Olive si schiarì la voce. «Non è generalmente il mio stile sottolineare l’ovvio, ma de facto l’idea è entrare nel suo appartamento e rubare qualcosa.» Alzò una mano per fermare la protesta di Tom. «Stavo facendo dell’umorismo, so cosa intendevi. Per quello che vale, quello che ti ho detto non è una bugia. Non sono una bugiarda. La maggior parte del tempo.»

«Ma sei una ladra», fece notare lui.

Olive si piegò sulle ginocchia, assomigliando curiosamente per un momento ad un gatto. «Sì, lo sono.
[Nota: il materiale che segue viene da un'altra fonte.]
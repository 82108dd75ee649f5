//! `lockstep merge` command implementation.

use super::{finish, ResolveArgs};
use lockstep_core::pkg::ops;
use lockstep_core::Config;
use miette::Result;
use std::path::Path;

/// Merge every root into `out`. Roots are left untouched.
pub fn run(config: &Config, out: &Path, args: &ResolveArgs, json: bool) -> Result<()> {
    let ctx = args.context(config);
    let out = config.resolve_path(out);
    let result = ops::merge(&ctx.roots, &out, &ctx.options, &ctx.resolver);
    finish("merge", result, json)
}
use std::fs::{self, File};
use std::io::{self, Write};
use std::path::Path;

/// Read a file to string, returning `None` when the file does not exist.
///
/// Any other I/O failure (permissions, invalid UTF-8, ...) is returned as an error.
///
/// # Errors
/// Returns an error if the file exists but cannot be read.
pub fn read_optional(path: &Path) -> io::Result<Option<String>> {
    match fs::read_to_string(path) {
        Ok(content) => Ok(Some(content)),
        Err(e) if e.kind() == io::ErrorKind::NotFound => Ok(None),
        Err(e) => Err(e),
    }
}

/// Atomically write bytes to a file by writing to a temp file then renaming.
///
/// This provides crash-safety: the file will either have the old contents or
/// the new contents, never a partial write.
///
/// # Errors
/// Returns an error if the write or rename fails.
pub fn atomic_write(path: &Path, bytes: &[u8]) -> io::Result<()> {
    let parent = path.parent().unwrap_or(Path::new("."));

    // Same directory as the target so the rename never crosses filesystems
    let mut temp_path = parent.to_path_buf();
    temp_path.push(format!(
        ".{}.tmp.{}",
        path.file_name().and_then(|n| n.to_str()).unwrap_or("file"),
        std::process::id()
    ));

    {
        let mut file = File::create(&temp_path)?;
        file.write_all(bytes)?;
        file.sync_all()?;
    }

    match fs::rename(&temp_path, path) {
        Ok(()) => Ok(()),
        Err(e) => {
            // On Windows, rename can fail if target exists. Try copy + remove as fallback.
            if cfg!(windows) {
                fs::copy(&temp_path, path)?;
                let _ = fs::remove_file(&temp_path);
                Ok(())
            } else {
                let _ = fs::remove_file(&temp_path);
                Err(e)
            }
        }
    }
}

/// Atomically write `content` to `path` unless the file already holds exactly
/// that content. Missing parent directories are created.
///
/// Returns `true` when the file was written.
///
/// # Errors
/// Returns an error if the existing file cannot be read or the write fails.
pub fn write_if_changed(path: &Path, content: &str) -> io::Result<bool> {
    if read_optional(path)?.as_deref() == Some(content) {
        return Ok(false);
    }

    if let Some(parent) = path.parent() {
        if !parent.as_os_str().is_empty() {
            fs::create_dir_all(parent)?;
        }
    }

    atomic_write(path, content.as_bytes())?;
    Ok(true)
}
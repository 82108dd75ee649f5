//! `lockstep check` command implementation.
//!
//! Read-only: only package.json files are consulted.

use super::{fail, RootsArgs};
use lockstep_core::pkg::{ops, CheckReport};
use lockstep_core::Config;
use miette::{IntoDiagnostic, Result};
use serde::Serialize;

/// Check result for JSON output.
#[derive(Serialize)]
struct CheckResult<'a> {
    ok: bool,
    command: &'static str,
    versions: &'a CheckReport,
}

pub fn run(config: &Config, roots: &RootsArgs, json: bool) -> Result<()> {
    let report = match ops::check(&roots.dirs(config)) {
        Ok(report) => report,
        Err(err) => return fail("check", err, json),
    };

    if json {
        let result = CheckResult {
            ok: true,
            command: "check",
            versions: &report,
        };
        println!("{}", serde_json::to_string_pretty(&result).into_diagnostic()?);
        return Ok(());
    }

    if report.is_empty() {
        println!("No divergent dependency versions.");
        return Ok(());
    }

    println!("Divergent dependency versions ({}):", report.versions.len());
    for (name, ranges) in &report.versions {
        println!();
        println!("{name}");
        for (range, projects) in ranges {
            println!("  {range}: {}", projects.join(", "));
        }
    }
    Ok(())
}
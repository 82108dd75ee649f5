//! `lockstep sync` command implementation.

use super::{finish, ResolveArgs};
use lockstep_core::pkg::ops;
use lockstep_core::Config;
use miette::Result;

pub fn run(config: &Config, args: &ResolveArgs, json: bool) -> Result<()> {
    let ctx = args.context(config);
    let result = ops::sync(&ctx.roots, &ctx.options, &ctx.resolver);
    finish("sync", result, json)
}
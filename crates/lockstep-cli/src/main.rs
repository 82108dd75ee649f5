#![deny(clippy::all)]
#![warn(clippy::pedantic)]
#![allow(clippy::module_name_repetitions)]
#![allow(clippy::needless_pass_by_value)]
#![allow(clippy::missing_errors_doc)]
#![allow(clippy::doc_markdown)]

mod commands;
mod logging;

use clap::Parser;
use commands::{ResolveArgs, RootsArgs};
use lockstep_core::pkg::DepGroup;
use lockstep_core::Config;
use miette::Result;
use std::path::PathBuf;

#[derive(Parser, Debug)]
#[command(name = "lockstep")]
#[command(author, version, about = "Keep package.json and yarn.lock in step across projects", long_about = None)]
struct Cli {
    /// Increase logging verbosity (-v for DEBUG, -vv for TRACE)
    #[arg(short, long, action = clap::ArgAction::Count, global = true)]
    verbose: u8,

    /// Emit JSON formatted output (stable, machine-readable)
    #[arg(long, global = true)]
    json: bool,

    /// Override the working directory
    #[arg(long, global = true, value_name = "PATH")]
    cwd: Option<PathBuf>,

    #[command(subcommand)]
    command: Option<Commands>,
}

#[derive(clap::Subcommand, Debug)]
enum Commands {
    /// Print version information
    Version,

    /// Add dependencies to every root
    Add {
        /// Packages to add, as name[@range] (comma or space separated)
        #[arg(required = true, value_delimiter = ',')]
        additions: Vec<String>,

        /// Dependency group to add to
        #[arg(long = "type", value_name = "GROUP", default_value = "dependencies")]
        group: DepGroup,

        #[command(flatten)]
        resolve: ResolveArgs,
    },

    /// Remove dependencies from every group of every root
    Remove {
        /// Package names to remove (comma or space separated)
        #[arg(required = true, value_delimiter = ',')]
        names: Vec<String>,

        #[command(flatten)]
        resolve: ResolveArgs,
    },

    /// Replace existing declarations, keeping their dependency groups
    Upgrade {
        /// New declarations, as name[@range] (comma or space separated)
        #[arg(required = true, value_delimiter = ',')]
        additions: Vec<String>,

        /// Only upgrade declarations whose minimum version satisfies name@range
        #[arg(long, value_delimiter = ',', value_name = "SPECS")]
        from: Vec<String>,

        #[command(flatten)]
        resolve: ResolveArgs,
    },

    /// Resolve missing lockfile entries and drop unreachable ones
    Sync {
        #[command(flatten)]
        resolve: ResolveArgs,
    },

    /// Combine every root's dependencies into one project
    Merge {
        /// Directory receiving the merged package.json and yarn.lock
        #[arg(long, value_name = "DIR")]
        out: PathBuf,

        #[command(flatten)]
        resolve: ResolveArgs,
    },

    /// Report dependencies declared with different ranges across roots
    Check {
        #[command(flatten)]
        roots: RootsArgs,
    },

    /// Deduplicate lockfile versions across roots without resolving
    Optimize {
        #[command(flatten)]
        roots: RootsArgs,

        /// Fail instead of changing any lockfile
        #[arg(long)]
        frozen_lockfile: bool,
    },
}

impl Commands {
    fn name(&self) -> &'static str {
        match self {
            Self::Version => "version",
            Self::Add { .. } => "add",
            Self::Remove { .. } => "remove",
            Self::Upgrade { .. } => "upgrade",
            Self::Sync { .. } => "sync",
            Self::Merge { .. } => "merge",
            Self::Check { .. } => "check",
            Self::Optimize { .. } => "optimize",
        }
    }
}

fn main() -> Result<()> {
    let cli = Cli::parse();

    // Determine working directory
    let cwd = cli
        .cwd
        .or_else(|| std::env::current_dir().ok())
        .unwrap_or_else(|| PathBuf::from("."));

    let config = Config::new(cwd)
        .with_verbosity(cli.verbose)
        .with_json_logs(cli.json);

    let Some(command) = cli.command else {
        return commands::version::run(cli.json);
    };
    if matches!(command, Commands::Version) {
        return commands::version::run(cli.json);
    }

    logging::init(config.verbosity, config.json_logs);
    let span = tracing::info_span!("lockstep", cmd = command.name(), cwd = %config.cwd.display());
    let _guard = span.enter();

    match command {
        Commands::Version => commands::version::run(cli.json),
        Commands::Add {
            additions,
            group,
            resolve,
        } => commands::add::run(&config, &additions, group, &resolve, cli.json),
        Commands::Remove { names, resolve } => {
            commands::remove::run(&config, names, &resolve, cli.json)
        }
        Commands::Upgrade {
            additions,
            from,
            resolve,
        } => commands::upgrade::run(&config, &additions, &from, &resolve, cli.json),
        Commands::Sync { resolve } => commands::sync::run(&config, &resolve, cli.json),
        Commands::Merge { out, resolve } => {
            commands::merge::run(&config, &out, &resolve, cli.json)
        }
        Commands::Check { roots } => commands::check::run(&config, &roots, cli.json),
        Commands::Optimize {
            roots,
            frozen_lockfile,
        } => commands::optimize::run(&config, &roots, frozen_lockfile, cli.json),
    }
}
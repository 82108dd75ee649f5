//! Declared-version divergence report.

use super::error::PkgError;
use super::manifest::{DepGroup, Manifest, MANIFEST_NAME};
use super::metadata::ProjectMetadata;
use rayon::prelude::*;
use serde::Serialize;
use std::collections::BTreeMap;
use std::path::PathBuf;

/// Groups consulted by [`check`]. `resolutions` are not declarations.
pub const CHECKED_GROUPS: [DepGroup; 4] = [
    DepGroup::Dependencies,
    DepGroup::DevDependencies,
    DepGroup::PeerDependencies,
    DepGroup::OptionalDependencies,
];

/// `name -> range -> projects declaring it`, only for names declared with
/// more than one distinct range.
#[derive(Debug, Clone, Default, PartialEq, Eq, Serialize)]
#[serde(transparent)]
pub struct CheckReport {
    pub versions: BTreeMap<String, BTreeMap<String, Vec<String>>>,
}

impl CheckReport {
    #[must_use]
    pub fn is_empty(&self) -> bool {
        self.versions.is_empty()
    }
}

/// Report dependencies declared with different ranges across `roots`.
///
/// Only package.json files are read. A project without a `name` is reported
/// by its directory name; a missing package.json declares nothing.
///
/// # Errors
/// Returns an error if a package.json exists but is malformed.
pub fn check(roots: &[PathBuf]) -> Result<CheckReport, PkgError> {
    let manifests: Vec<(String, Manifest)> = roots
        .par_iter()
        .map(|dir| {
            let meta = ProjectMetadata {
                manifest: Manifest::read_from(&dir.join(MANIFEST_NAME))?,
                ..ProjectMetadata::new(dir.clone())
            };
            Ok((meta.display_name(), meta.manifest))
        })
        .collect::<Result<_, PkgError>>()?;

    let mut versions: BTreeMap<String, BTreeMap<String, Vec<String>>> = BTreeMap::new();
    for (project, manifest) in &manifests {
        for group in CHECKED_GROUPS {
            for (name, range) in manifest.group(group) {
                let projects = versions
                    .entry(name.to_string())
                    .or_default()
                    .entry(range.to_string())
                    .or_default();
                if !projects.contains(project) {
                    projects.push(project.clone());
                }
            }
        }
    }

    versions.retain(|_, ranges| ranges.len() > 1);
    for projects in versions.values_mut().flat_map(BTreeMap::values_mut) {
        projects.sort();
    }

    Ok(CheckReport { versions })
}

#[cfg(test)]
mod tests {
    use super::*;
    use std::fs;
    use std::path::Path;
    use tempfile::tempdir;

    fn write_manifest(dir: &Path, content: &str) {
        fs::create_dir_all(dir).unwrap();
        fs::write(dir.join(MANIFEST_NAME), content).unwrap();
    }

    #[test]
    fn test_reports_divergent_ranges() {
        let tmp = tempdir().unwrap();
        let a = tmp.path().join("a");
        let b = tmp.path().join("b");
        let c = tmp.path().join("c");
        write_manifest(&a, r#"{"name":"a","dependencies":{"has":"^1.0.3","same":"1.0.0"}}"#);
        write_manifest(&b, r#"{"name":"b","devDependencies":{"has":"^1.0.0","same":"1.0.0"}}"#);
        write_manifest(&c, r#"{"name":"c","peerDependencies":{"has":"^1.0.0"}}"#);

        let report = check(&[a, b, c]).unwrap();
        assert_eq!(report.versions.len(), 1);
        let has = &report.versions["has"];
        assert_eq!(has["^1.0.3"], ["a"]);
        assert_eq!(has["^1.0.0"], ["b", "c"]);
    }

    #[test]
    fn test_empty_when_projects_agree() {
        let tmp = tempdir().unwrap();
        let a = tmp.path().join("a");
        let b = tmp.path().join("b");
        write_manifest(&a, r#"{"name":"a","dependencies":{"has":"^1.0.3"}}"#);
        write_manifest(&b, r#"{"name":"b","optionalDependencies":{"has":"^1.0.3"}}"#);

        assert!(check(&[a, b]).unwrap().is_empty());
    }

    #[test]
    fn test_resolutions_ignored() {
        let tmp = tempdir().unwrap();
        let a = tmp.path().join("a");
        write_manifest(
            &a,
            r#"{"name":"a","dependencies":{"has":"^1.0.3"},"resolutions":{"has":"1.0.3"}}"#,
        );
        assert!(check(&[a]).unwrap().is_empty());
    }

    #[test]
    fn test_unnamed_and_missing_projects() {
        let tmp = tempdir().unwrap();
        let web = tmp.path().join("web");
        let api = tmp.path().join("api");
        write_manifest(&web, r#"{"dependencies":{"has":"^1.0.3"}}"#);
        write_manifest(&api, r#"{"dependencies":{"has":"^1.0.0"}}"#);

        let report = check(&[web, api, tmp.path().join("missing")]).unwrap();
        assert_eq!(report.versions["has"]["^1.0.3"], ["web"]);
        assert_eq!(report.versions["has"]["^1.0.0"], ["api"]);
    }

    #[test]
    fn test_same_project_listed_once() {
        let tmp = tempdir().unwrap();
        let a = tmp.path().join("a");
        let b = tmp.path().join("b");
        write_manifest(
            &a,
            r#"{"name":"a","dependencies":{"has":"^1.0.3"},"peerDependencies":{"has":"^1.0.3"}}"#,
        );
        write_manifest(&b, r#"{"name":"b","dependencies":{"has":"^1.0.0"}}"#);

        let report = check(&[a, b]).unwrap();
        assert_eq!(report.versions["has"]["^1.0.3"], ["a"]);
    }

    #[test]
    fn test_serializes_as_plain_map() {
        let mut report = CheckReport::default();
        report
            .versions
            .entry("has".into())
            .or_default()
            .insert("^1.0.0".into(), vec!["a".into()]);
        assert_eq!(
            serde_json::to_string(&report).unwrap(),
            r#"{"has":{"^1.0.0":["a"]}}"#
        );
    }
}
use std::fmt::Write;

/// The current version, read from Cargo.toml at compile time.
pub const VERSION: &str = env!("CARGO_PKG_VERSION");

/// Returns a formatted version string including build metadata if available.
#[must_use]
pub fn version_string() -> String {
    let mut s = format!("lockstep {VERSION}");

    if let Some(hash) = option_env!("LOCKSTEP_BUILD_GIT_HASH") {
        let _ = write!(s, " ({hash})");
    }

    s
}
Ma questo non vuol dire che mento o che ti ho mentito.»

Tom esitò solo un instante. Poi approfittò dell’attimo per afferrarle un polso e tirarla dentro il balcone. «Non posso lasciartelo fare.»

 

Ora, quando sei una ladra tendono a capitarti situazioni strane e con una frequenza non del tutto sorprendente. E tuttavia Olive, in quell’istante, si trovò in un genere di situazione strana completamente diversa da quelle a cui era abituata ad avere a che fare.

Rimase lì, trattenuta da Tom, non perché la sua presa sul polso fosse particolarmente forte o perché non sapesse come liberarsi. Piuttosto realizzò quasi immediatamente che se era rimasta lì, era semplicemente perché si era improvvisamente trovata troppo vicina a lui. Non era davvero la mano a confinarla, ma era lui. La linea dritta delle sue spalle. Il modo in cui la maglietta si allargava un po’ sul suo petto, come a ricordarle che c’era di più da vedere, da scoprire. I suoi occhi e la curva della sua bocca. Dettagli che l’avevano inchiodata con efficacia.
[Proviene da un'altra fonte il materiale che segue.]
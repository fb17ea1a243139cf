use thiserror::Error;

/// Every business and infrastructure error the ledger can surface.
///
/// Business errors cross layers unchanged; infrastructure errors may be
/// wrapped with context but never swallowed.
#[derive(Debug, Error)]
pub enum LedgerError {
    // ── Input validation ─────────────────────────────────────────────────────
    #[error("validation error: {0}")]
    ValidationError(String),

    #[error("invalid path parameter: {0}")]
    InvalidPathParameter(String),

    // ── Entity lifecycle ─────────────────────────────────────────────────────
    #[error("entity not found: {0}")]
    EntityNotFound(String),

    #[error("entity already exists: {0}")]
    AlreadyExists(String),

    // ── Balance / transfer semantics ─────────────────────────────────────────
    #[error("insufficient funds: {0}")]
    InsufficientFunds(String),

    #[error("capability denied: {0} disallows the requested direction")]
    CapabilityDenied(String),

    #[error("double-entry broken: sources and destinations do not balance for asset {0}")]
    DoubleEntryBroken(String),

    #[error("balance {0} cannot be deleted: available or on-hold funds remain")]
    BalancesCantBeDeleted(String),

    #[error("partial delete: {requested} requested, {deleted} matched")]
    PartialDelete { requested: usize, deleted: usize },

    // ── Routing ───────────────────────────────────────────────────────────────
    #[error("route unresolved: {0}")]
    RouteUnresolved(String),

    // ── Idempotency ───────────────────────────────────────────────────────────
    #[error("request with this idempotency key is already in progress")]
    InProgress,

    // ── Optimistic locking / concurrency ─────────────────────────────────────
    #[error("no balances updated: caller's snapshot is stale")]
    NoBalancesUpdated,

    #[error("concurrency exhausted after {attempts} attempts")]
    ConcurrencyExhausted { attempts: u32 },

    // ── Cancellation ──────────────────────────────────────────────────────────
    #[error("commit cancelled before it reached the durable commit point")]
    Cancelled,

    // ── Infrastructure ────────────────────────────────────────────────────────
    #[error("store unavailable: {0}")]
    StoreUnavailable(String),

    #[error("serialization error: {0}")]
    Serialization(String),

    #[error("internal error: {0}")]
    Internal(String),
}

impl LedgerError {
    /// Local-retry errors per the retry taxonomy in §4.6/§7: the caller should
    /// re-read and retry the commit, not surface the error.
    pub fn is_retryable(&self) -> bool {
        matches!(self, LedgerError::NoBalancesUpdated | LedgerError::StoreUnavailable(_))
    }
}
//! ─── Ledger protocol constants ──────────────────────────────────────────────

/// Default TTL for a freshly reserved idempotency slot.
pub const DEFAULT_IDEMPOTENCY_TTL_SECS: i64 = 24 * 3600;

/// Recommended bound on local retries of a stale `batchUpdate` before
/// surfacing `ConcurrencyExhausted` (§4.6 step 7).
pub const MAX_COMMIT_RETRIES: u32 = 3;

/// Maximum length of a client-supplied `Idempotency-Key` (§6).
pub const MAX_IDEMPOTENCY_KEY_BYTES: usize = 255;

/// Default page size for cursor-paginated list operations.
pub const DEFAULT_PAGE_LIMIT: usize = 100;
pub const MAX_PAGE_LIMIT: usize = 1000;
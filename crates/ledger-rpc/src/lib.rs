//! ledger-rpc
//!
//! JSON-RPC 2.0 server exposing the ledger's commit and query surface.
//!
//! Namespace: "ledger"
//! Methods:
//!   ledger_createBalance
//!   ledger_getBalance
//!   ledger_deleteBalance
//!   ledger_deleteAllBalancesByAccountId
//!   ledger_postTransactionJson
//!   ledger_postTransactionDsl
//!   ledger_patchTransaction
//!   ledger_getTransaction
//!   ledger_listTransactions

pub mod api;
pub mod server;
pub mod types;

pub use api::LedgerApiServer;
pub use server::{RpcServer, RpcServerState};
pub use types::{RpcBalance, RpcDeleteSummary, RpcEntry, RpcTransaction, RpcTransactionPage};
//! Durable store for Operation rows — immutable after creation (§3).

use std::sync::Arc;

use ledger_core::{LedgerError, Operation, OperationId, TransactionId};
use sled::transaction::{ConflictableTransactionError, TransactionError, Transactional};

use crate::db::StoreDb;

fn storage_err(e: impl ToString) -> LedgerError {
    LedgerError::StoreUnavailable(e.to_string())
}

fn tx_err(e: TransactionError<LedgerError>) -> LedgerError {
    match e {
        TransactionError::Abort(e) => e,
        TransactionError::Storage(e) => LedgerError::StoreUnavailable(e.to_string()),
    }
}

pub struct OperationStore {
    db: Arc<StoreDb>,
}

impl OperationStore {
    pub fn new(db: Arc<StoreDb>) -> Self {
        Self { db }
    }

    pub fn create(&self, op: &Operation) -> Result<(), LedgerError> {
        let bytes = bincode::serialize(op).map_err(|e| LedgerError::Serialization(e.to_string()))?;
        let mut by_tx_key = op.transaction_id.as_uuid().as_bytes().to_vec();
        by_tx_key.extend_from_slice(op.id.as_uuid().as_bytes());

        (&self.db.operations, &self.db.operations_by_tx)
            .transaction(|(ops, by_tx)| {
                ops.insert(op.id.as_uuid().as_bytes().as_slice(), bytes.as_slice())?;
                by_tx.insert(by_tx_key.as_slice(), &[][..])?;
                Ok::<(), ConflictableTransactionError<LedgerError>>(())
            })
            .map_err(tx_err)?;
        Ok(())
    }

    pub fn create_batch(&self, ops: &[Operation]) -> Result<(), LedgerError> {
        for op in ops {
            self.create(op)?;
        }
        Ok(())
    }

    pub fn find_by_id(&self, id: &OperationId) -> Result<Option<Operation>, LedgerError> {
        match self.db.operations.get(id.as_uuid().as_bytes()).map_err(storage_err)? {
            Some(bytes) => Ok(Some(
                bincode::deserialize(&bytes).map_err(|e| LedgerError::Serialization(e.to_string()))?,
            )),
            None => Ok(None),
        }
    }

    pub fn list_by_transaction(&self, tx_id: &TransactionId) -> Result<Vec<Operation>, LedgerError> {
        let prefix = tx_id.as_uuid().as_bytes().to_vec();
        let mut out = Vec::new();
        for item in self.db.operations_by_tx.scan_prefix(prefix) {
            let (key, _) = item.map_err(storage_err)?;
            let id_bytes = &key[key.len() - 16..];
            let id = OperationId::from_uuid(uuid::Uuid::from_slice(id_bytes).map_err(|e| LedgerError::Serialization(e.to_string()))?);
            if let Some(op) = self.find_by_id(&id)? {
                out.push(op);
            }
        }
        Ok(out)
    }
}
La gola le si seccò un po’ e per un secondo perse il filo dei suoi pensieri.

E non lo apprezzò. Non lo apprezzò nemmeno un po’.

 

Scosse il braccio, ma Tom non lasciò la presa. Olive lo scosse di nuovo e lui la guardò con un’espressione vagamente divertita. 

«Per l’amor del cielo», gli disse innervosita, «non ti ho detto che vado ad uccidere un gattino. Ti ho detto che devo riprendere qualcosa che è nel posto sbagliato, con la persona sbagliata e sul punto di essere venduto nel modo sbagliato.»

La mano di Tom si allentò un po’ attorno al polso di Olive. Il suo viso, però, rimase mascherato da domande. «Allora…facciamo un accordo.»

Olive fece un passo indietro e lo guardò con curiosità, la testa appena inclinata di lato. «Prosegui.»

«Fammi parlare con il tuo capo. Se lui-»

«Lei. Se lei.»

«Se lei», si corresse Tom con un piccolo sorriso asciutto, «conferma quello che mi hai detto e mi convince che tu e tutto questo non siete solo un effetto secondario del fuso orario e due bicchieri di Jack Daniels di troppo, allora sei libera di andare.»

Olive lo guardò come se Tom avesse improvvisamente cresciuto una seconda testa. «Sei pazzo? Questo non è accordo. Non è nemmeno una buona idea. E’, a dire il vero, una cattiva, terribile, orribile idea. M vorrà la mia testa su di un vassoio d’argento.»

«E perché?»

«Perché non dovrei essere qui, a parlare con te, ora. Dovrei essere là dentro», indicò l’appartamento della Graziosa Vicina, «intenta ad uscirne con il dipinto. Questo», indicò lui, lei e più in generale il balcone, «non sarebbe mai dovuto succedere. Ho fatto un errore. E nel mio campo d’occupazione gli errori si pagano a caro prezzo. M ha un occhio di riguardo per me, ma questo non significa che mi perdonerebbe facilmente se mandassi all’aria questo compito.»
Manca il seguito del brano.